_Problem_
Transcribe the records below exactly, from their first line through the line containing "use std::future::Future;". Omit every line after it.

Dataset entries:
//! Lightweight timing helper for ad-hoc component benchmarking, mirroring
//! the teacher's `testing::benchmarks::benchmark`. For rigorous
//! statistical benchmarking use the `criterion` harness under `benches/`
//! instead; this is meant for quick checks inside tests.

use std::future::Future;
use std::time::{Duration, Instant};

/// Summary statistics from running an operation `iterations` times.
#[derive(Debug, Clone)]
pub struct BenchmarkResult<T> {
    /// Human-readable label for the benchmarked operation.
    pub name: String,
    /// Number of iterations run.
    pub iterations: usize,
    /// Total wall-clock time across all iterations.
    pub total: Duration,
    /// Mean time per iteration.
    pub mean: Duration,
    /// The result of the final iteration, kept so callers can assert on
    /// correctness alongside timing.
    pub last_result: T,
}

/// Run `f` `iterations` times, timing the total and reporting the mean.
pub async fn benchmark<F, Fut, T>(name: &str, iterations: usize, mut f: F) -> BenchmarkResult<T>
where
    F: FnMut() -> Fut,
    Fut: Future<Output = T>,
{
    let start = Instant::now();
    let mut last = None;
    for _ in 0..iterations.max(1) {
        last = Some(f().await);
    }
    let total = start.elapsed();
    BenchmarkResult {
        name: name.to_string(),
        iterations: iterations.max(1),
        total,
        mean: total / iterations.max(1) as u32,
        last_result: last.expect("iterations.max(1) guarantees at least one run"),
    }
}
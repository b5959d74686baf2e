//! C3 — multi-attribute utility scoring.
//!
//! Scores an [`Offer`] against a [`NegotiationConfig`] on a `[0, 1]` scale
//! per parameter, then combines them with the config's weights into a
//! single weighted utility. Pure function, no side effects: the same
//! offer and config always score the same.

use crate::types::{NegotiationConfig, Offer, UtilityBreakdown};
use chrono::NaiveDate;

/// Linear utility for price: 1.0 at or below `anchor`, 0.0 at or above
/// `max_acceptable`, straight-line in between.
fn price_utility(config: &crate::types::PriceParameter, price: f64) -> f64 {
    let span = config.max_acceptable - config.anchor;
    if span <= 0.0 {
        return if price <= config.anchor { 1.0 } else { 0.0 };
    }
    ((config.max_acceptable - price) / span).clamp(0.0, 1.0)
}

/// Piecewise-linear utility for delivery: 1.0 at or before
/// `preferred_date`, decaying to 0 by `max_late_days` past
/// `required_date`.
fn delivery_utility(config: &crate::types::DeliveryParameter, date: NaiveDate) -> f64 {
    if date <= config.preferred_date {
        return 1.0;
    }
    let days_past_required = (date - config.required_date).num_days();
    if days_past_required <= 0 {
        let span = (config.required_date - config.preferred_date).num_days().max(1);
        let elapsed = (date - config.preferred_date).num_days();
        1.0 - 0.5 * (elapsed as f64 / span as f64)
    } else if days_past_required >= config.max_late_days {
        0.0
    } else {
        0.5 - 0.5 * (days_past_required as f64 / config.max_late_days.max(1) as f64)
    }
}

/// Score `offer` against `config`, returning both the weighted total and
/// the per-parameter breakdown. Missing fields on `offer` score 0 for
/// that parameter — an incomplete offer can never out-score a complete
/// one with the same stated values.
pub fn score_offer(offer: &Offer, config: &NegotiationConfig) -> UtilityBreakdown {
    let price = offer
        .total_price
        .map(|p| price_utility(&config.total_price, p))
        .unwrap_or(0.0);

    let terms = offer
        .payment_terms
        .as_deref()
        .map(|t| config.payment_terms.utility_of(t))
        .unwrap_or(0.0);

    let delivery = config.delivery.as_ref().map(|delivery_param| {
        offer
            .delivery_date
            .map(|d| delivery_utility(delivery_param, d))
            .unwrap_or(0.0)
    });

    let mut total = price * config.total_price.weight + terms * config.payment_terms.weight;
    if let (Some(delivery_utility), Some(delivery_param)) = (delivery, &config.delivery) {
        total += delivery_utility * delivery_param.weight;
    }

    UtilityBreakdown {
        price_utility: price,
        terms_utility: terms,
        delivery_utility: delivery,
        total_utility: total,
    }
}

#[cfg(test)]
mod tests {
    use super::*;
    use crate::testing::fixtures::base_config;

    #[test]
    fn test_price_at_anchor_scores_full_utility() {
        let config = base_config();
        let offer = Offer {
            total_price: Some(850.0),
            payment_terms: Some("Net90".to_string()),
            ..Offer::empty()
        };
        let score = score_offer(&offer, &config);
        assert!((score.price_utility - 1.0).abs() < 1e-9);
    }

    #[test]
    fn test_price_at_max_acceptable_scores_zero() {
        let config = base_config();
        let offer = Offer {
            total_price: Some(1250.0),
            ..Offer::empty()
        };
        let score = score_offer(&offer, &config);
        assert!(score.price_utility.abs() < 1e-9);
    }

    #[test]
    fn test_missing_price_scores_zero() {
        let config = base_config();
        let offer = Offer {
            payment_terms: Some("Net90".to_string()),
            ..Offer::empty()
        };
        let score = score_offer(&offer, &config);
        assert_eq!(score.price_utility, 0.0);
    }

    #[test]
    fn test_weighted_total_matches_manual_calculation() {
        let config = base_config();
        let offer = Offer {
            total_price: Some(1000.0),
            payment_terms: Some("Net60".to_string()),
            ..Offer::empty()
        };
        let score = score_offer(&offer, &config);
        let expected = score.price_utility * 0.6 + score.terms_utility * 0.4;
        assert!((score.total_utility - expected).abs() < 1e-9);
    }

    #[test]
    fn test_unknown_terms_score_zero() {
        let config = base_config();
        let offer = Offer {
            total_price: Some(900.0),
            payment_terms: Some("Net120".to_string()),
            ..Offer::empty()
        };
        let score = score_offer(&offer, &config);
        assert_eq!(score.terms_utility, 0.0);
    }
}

_Answer below_
//! Lightweight timing helper for ad-hoc component benchmarking, mirroring
//! the teacher's `testing::benchmarks::benchmark`. For rigorous
//! statistical benchmarking use the `criterion` harness under `benches/`
//! instead; this is meant for quick checks inside tests.

use std::future::Future;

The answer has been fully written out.